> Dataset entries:

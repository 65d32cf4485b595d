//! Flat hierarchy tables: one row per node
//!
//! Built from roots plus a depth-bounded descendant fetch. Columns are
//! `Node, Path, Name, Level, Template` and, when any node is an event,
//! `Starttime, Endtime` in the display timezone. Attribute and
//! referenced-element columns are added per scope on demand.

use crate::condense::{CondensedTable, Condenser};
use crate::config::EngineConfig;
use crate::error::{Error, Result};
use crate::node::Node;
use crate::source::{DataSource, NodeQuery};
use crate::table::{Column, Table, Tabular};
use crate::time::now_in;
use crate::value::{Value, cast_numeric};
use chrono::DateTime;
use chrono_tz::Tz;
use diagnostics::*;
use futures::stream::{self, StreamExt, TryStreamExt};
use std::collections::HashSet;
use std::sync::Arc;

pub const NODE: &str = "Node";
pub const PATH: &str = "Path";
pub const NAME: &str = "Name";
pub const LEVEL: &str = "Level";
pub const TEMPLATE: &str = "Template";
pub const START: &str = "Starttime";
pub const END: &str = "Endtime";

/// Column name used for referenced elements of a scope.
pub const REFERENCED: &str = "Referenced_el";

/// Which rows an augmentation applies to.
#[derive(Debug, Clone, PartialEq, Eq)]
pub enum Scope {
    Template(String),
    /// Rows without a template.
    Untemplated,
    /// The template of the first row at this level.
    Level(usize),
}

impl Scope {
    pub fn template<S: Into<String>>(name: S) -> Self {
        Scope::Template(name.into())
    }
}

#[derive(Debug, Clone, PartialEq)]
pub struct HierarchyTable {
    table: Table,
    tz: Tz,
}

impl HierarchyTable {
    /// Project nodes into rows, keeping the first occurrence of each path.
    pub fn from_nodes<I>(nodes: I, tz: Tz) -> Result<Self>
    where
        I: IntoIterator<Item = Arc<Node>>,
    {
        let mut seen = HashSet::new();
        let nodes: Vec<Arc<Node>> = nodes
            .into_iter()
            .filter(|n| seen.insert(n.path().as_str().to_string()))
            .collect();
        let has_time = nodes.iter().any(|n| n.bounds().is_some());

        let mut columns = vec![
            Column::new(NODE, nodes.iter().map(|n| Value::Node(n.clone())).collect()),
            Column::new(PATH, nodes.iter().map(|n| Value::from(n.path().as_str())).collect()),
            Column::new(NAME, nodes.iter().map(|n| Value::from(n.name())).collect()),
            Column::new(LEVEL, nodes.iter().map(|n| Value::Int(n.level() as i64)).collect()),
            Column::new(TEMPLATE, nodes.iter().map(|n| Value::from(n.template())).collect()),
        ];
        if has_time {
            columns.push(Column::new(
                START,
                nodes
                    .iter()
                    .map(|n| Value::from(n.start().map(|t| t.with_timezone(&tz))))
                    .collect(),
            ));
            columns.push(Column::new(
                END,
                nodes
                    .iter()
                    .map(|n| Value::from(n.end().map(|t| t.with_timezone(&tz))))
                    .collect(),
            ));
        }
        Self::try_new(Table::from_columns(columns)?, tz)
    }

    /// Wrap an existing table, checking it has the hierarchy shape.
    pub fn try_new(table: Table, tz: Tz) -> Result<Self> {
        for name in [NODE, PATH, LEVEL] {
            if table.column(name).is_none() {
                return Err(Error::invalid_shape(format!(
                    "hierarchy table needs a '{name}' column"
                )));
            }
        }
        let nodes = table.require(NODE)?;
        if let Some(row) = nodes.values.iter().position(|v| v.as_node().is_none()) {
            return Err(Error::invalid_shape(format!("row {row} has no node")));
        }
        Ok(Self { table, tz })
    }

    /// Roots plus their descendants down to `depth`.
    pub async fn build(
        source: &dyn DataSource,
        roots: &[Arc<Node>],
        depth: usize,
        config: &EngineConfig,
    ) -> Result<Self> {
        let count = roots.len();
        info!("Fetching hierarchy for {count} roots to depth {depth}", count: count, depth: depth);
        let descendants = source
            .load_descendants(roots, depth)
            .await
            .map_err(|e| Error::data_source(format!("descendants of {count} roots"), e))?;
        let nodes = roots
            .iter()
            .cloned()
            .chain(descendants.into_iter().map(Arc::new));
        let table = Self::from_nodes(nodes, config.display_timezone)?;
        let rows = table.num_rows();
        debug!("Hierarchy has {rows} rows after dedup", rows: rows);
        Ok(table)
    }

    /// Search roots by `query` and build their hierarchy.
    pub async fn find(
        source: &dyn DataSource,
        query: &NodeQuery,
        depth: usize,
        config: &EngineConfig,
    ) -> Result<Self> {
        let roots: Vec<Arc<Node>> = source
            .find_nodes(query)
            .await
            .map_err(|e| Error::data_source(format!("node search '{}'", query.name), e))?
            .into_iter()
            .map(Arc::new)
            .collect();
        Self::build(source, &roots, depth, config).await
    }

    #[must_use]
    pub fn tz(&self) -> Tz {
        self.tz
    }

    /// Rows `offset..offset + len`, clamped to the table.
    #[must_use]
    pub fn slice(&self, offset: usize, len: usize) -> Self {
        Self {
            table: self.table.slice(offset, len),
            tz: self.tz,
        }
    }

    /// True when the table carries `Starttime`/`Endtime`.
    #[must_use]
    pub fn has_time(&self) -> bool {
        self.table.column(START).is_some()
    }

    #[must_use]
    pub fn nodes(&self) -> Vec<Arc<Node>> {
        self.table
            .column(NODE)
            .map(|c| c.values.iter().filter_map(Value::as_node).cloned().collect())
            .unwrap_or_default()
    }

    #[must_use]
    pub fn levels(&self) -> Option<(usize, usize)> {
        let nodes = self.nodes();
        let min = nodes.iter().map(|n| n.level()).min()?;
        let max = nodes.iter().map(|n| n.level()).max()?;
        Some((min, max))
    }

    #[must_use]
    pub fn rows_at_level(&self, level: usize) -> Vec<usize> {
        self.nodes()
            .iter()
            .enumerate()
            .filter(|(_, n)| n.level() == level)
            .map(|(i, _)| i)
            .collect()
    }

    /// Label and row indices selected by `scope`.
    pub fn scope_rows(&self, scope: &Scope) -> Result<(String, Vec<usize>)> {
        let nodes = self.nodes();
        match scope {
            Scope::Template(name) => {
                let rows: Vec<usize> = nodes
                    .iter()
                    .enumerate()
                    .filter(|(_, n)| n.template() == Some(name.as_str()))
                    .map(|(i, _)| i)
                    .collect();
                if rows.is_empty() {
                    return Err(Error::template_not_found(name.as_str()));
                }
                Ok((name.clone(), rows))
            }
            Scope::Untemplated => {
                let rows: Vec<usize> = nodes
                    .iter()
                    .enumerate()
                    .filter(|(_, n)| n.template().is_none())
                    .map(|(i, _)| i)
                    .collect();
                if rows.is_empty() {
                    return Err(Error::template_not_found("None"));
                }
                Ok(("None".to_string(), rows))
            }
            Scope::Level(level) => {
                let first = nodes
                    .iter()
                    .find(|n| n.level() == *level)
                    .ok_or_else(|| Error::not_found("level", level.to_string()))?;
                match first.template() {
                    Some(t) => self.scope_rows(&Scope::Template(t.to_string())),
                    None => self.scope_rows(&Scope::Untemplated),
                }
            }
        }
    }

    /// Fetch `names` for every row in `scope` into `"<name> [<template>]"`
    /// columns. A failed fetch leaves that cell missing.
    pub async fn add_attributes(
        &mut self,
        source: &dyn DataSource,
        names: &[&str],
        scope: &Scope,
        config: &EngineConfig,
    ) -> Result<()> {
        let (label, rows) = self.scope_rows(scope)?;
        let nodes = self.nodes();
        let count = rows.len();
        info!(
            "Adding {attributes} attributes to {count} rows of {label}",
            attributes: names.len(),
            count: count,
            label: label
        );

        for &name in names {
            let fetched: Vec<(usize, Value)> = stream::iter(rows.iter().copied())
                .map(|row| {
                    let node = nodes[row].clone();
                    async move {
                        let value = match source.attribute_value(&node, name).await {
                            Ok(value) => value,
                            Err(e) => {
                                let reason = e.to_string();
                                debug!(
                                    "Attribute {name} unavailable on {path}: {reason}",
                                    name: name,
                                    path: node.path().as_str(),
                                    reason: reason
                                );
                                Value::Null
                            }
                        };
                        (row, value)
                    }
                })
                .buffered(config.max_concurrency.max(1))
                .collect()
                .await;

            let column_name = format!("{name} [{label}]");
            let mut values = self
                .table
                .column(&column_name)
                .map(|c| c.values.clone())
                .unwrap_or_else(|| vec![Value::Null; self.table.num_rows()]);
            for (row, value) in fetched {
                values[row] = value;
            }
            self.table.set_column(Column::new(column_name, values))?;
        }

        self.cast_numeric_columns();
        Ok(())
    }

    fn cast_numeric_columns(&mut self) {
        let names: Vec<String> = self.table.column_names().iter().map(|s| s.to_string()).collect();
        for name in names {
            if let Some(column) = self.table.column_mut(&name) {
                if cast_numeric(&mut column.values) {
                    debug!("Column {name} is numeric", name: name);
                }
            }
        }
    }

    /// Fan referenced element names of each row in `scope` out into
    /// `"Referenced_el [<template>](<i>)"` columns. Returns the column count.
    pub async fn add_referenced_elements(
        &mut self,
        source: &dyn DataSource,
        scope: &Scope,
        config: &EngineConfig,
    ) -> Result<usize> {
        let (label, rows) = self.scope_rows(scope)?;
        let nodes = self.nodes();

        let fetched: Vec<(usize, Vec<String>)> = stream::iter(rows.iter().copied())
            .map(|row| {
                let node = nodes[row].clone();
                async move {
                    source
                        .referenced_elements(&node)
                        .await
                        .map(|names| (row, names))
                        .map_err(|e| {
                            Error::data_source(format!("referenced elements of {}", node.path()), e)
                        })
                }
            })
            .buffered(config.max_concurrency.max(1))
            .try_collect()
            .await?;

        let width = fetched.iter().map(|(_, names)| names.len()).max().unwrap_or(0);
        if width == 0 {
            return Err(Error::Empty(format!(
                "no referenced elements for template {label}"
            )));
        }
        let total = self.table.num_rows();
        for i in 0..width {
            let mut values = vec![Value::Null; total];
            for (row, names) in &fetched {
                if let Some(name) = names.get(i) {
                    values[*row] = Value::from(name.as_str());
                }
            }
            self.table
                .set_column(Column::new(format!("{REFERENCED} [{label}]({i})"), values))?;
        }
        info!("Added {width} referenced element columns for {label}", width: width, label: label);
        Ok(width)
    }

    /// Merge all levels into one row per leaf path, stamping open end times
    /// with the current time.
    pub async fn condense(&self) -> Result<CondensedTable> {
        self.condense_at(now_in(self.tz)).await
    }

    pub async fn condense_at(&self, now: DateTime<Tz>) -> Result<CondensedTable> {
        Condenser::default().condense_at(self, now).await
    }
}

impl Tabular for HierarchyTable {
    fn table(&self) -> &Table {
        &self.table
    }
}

> Task goal:
Which lines above include the string "Result"? Show them.

> Answer to this task:
use crate::error::{Error, Result};
    pub fn from_nodes<I>(nodes: I, tz: Tz) -> Result<Self>
    pub fn try_new(table: Table, tz: Tz) -> Result<Self> {
    ) -> Result<Self> {
    ) -> Result<Self> {
    pub fn scope_rows(&self, scope: &Scope) -> Result<(String, Vec<usize>)> {
    ) -> Result<()> {
    ) -> Result<usize> {
    pub async fn condense(&self) -> Result<CondensedTable> {
    pub async fn condense_at(&self, now: DateTime<Tz>) -> Result<CondensedTable> {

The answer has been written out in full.